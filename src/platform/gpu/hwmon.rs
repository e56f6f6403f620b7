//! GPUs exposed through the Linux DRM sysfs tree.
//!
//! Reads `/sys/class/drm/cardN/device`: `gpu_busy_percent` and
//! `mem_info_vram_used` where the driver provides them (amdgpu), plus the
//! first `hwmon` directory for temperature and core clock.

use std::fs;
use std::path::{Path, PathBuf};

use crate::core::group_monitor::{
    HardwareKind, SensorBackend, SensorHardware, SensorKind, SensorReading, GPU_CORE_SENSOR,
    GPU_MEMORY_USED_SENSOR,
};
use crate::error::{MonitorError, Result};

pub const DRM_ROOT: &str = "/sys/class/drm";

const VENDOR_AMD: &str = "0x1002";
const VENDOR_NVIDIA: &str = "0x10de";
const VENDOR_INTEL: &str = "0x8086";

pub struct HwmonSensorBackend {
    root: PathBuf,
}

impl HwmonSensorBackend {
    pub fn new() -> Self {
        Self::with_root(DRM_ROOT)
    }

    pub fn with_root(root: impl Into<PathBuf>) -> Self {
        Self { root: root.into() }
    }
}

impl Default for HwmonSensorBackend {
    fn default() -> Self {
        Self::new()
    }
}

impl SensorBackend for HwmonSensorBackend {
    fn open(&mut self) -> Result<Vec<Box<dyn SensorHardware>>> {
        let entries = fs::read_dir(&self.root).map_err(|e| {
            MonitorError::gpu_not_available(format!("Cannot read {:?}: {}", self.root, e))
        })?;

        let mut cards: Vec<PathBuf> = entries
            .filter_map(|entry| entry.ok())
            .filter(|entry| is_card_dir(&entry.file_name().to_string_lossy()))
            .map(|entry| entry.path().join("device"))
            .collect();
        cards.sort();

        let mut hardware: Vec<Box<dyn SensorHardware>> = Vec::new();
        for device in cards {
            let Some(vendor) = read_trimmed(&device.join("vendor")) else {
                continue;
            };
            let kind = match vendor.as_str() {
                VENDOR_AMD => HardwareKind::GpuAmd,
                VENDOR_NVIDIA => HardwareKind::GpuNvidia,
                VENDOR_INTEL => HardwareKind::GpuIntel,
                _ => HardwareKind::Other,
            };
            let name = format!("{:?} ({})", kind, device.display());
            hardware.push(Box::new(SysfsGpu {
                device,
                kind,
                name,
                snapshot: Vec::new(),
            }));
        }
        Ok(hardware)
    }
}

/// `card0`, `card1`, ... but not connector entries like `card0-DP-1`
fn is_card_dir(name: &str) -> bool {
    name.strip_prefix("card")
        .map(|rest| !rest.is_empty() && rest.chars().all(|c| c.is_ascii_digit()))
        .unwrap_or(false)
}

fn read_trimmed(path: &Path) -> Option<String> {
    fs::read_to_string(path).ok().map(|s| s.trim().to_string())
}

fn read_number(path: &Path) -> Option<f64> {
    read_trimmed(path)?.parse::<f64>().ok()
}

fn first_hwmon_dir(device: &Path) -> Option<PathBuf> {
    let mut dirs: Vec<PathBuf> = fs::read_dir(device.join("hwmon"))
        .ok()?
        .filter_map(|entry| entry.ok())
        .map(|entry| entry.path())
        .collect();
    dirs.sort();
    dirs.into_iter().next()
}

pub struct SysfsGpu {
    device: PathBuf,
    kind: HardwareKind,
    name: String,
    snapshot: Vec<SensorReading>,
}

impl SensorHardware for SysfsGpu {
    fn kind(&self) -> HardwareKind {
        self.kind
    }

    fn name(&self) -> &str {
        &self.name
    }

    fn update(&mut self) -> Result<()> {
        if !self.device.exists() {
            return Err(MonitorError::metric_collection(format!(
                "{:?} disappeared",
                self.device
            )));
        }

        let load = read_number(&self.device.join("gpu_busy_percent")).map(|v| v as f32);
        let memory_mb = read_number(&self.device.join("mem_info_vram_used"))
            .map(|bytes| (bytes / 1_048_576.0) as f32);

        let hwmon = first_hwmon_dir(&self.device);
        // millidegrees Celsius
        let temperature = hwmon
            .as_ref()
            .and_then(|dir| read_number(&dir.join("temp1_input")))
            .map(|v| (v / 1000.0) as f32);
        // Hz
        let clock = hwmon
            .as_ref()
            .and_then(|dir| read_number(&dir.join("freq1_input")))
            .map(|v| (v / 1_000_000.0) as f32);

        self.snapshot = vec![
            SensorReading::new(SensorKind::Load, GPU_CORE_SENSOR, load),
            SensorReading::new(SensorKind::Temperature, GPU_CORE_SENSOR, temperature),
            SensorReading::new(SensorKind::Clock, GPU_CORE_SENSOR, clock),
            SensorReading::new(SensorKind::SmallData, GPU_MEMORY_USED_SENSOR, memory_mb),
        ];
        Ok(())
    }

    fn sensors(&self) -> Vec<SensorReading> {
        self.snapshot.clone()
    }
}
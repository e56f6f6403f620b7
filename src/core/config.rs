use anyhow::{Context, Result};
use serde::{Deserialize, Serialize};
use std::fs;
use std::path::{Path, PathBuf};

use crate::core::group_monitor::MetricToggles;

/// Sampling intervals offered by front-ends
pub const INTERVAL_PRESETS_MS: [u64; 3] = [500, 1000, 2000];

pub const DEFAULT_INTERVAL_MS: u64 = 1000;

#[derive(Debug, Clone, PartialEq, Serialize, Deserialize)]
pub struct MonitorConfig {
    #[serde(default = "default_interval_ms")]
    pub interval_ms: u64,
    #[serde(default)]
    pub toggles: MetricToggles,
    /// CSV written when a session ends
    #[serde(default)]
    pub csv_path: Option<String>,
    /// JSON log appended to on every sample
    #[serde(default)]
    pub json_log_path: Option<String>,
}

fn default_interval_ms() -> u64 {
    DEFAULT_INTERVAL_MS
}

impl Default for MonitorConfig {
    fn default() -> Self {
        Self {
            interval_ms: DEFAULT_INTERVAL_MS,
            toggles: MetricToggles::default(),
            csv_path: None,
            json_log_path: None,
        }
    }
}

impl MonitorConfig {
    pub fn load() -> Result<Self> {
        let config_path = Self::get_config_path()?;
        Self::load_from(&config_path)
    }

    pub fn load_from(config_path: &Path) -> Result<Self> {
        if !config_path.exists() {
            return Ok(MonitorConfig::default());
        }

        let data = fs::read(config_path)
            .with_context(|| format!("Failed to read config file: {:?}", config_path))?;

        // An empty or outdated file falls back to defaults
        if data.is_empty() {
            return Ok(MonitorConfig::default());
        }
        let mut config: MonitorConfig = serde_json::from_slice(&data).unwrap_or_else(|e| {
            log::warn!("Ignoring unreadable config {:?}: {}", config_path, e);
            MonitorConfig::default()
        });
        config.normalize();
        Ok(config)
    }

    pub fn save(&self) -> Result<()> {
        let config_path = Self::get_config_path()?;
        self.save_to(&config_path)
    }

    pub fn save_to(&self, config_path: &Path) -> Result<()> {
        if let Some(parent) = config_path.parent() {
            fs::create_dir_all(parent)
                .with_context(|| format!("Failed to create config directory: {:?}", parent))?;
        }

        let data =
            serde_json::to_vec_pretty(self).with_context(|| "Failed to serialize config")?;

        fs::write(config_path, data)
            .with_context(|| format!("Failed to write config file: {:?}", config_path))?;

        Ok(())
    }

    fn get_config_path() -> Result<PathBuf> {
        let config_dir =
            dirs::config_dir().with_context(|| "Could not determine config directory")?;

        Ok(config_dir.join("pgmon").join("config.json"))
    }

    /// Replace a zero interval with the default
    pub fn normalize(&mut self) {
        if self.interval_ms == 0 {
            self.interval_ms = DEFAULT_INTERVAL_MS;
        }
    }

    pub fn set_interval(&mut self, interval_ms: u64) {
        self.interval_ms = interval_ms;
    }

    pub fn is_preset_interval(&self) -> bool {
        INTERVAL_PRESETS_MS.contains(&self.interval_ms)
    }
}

******************************

→ Action item: Go through the data and gather every line that holds "MonitorConfig".

→ Solution:
pub struct MonitorConfig {
impl Default for MonitorConfig {
impl MonitorConfig {
            return Ok(MonitorConfig::default());
            return Ok(MonitorConfig::default());
        let mut config: MonitorConfig = serde_json::from_slice(&data).unwrap_or_else(|e| {
            MonitorConfig::default()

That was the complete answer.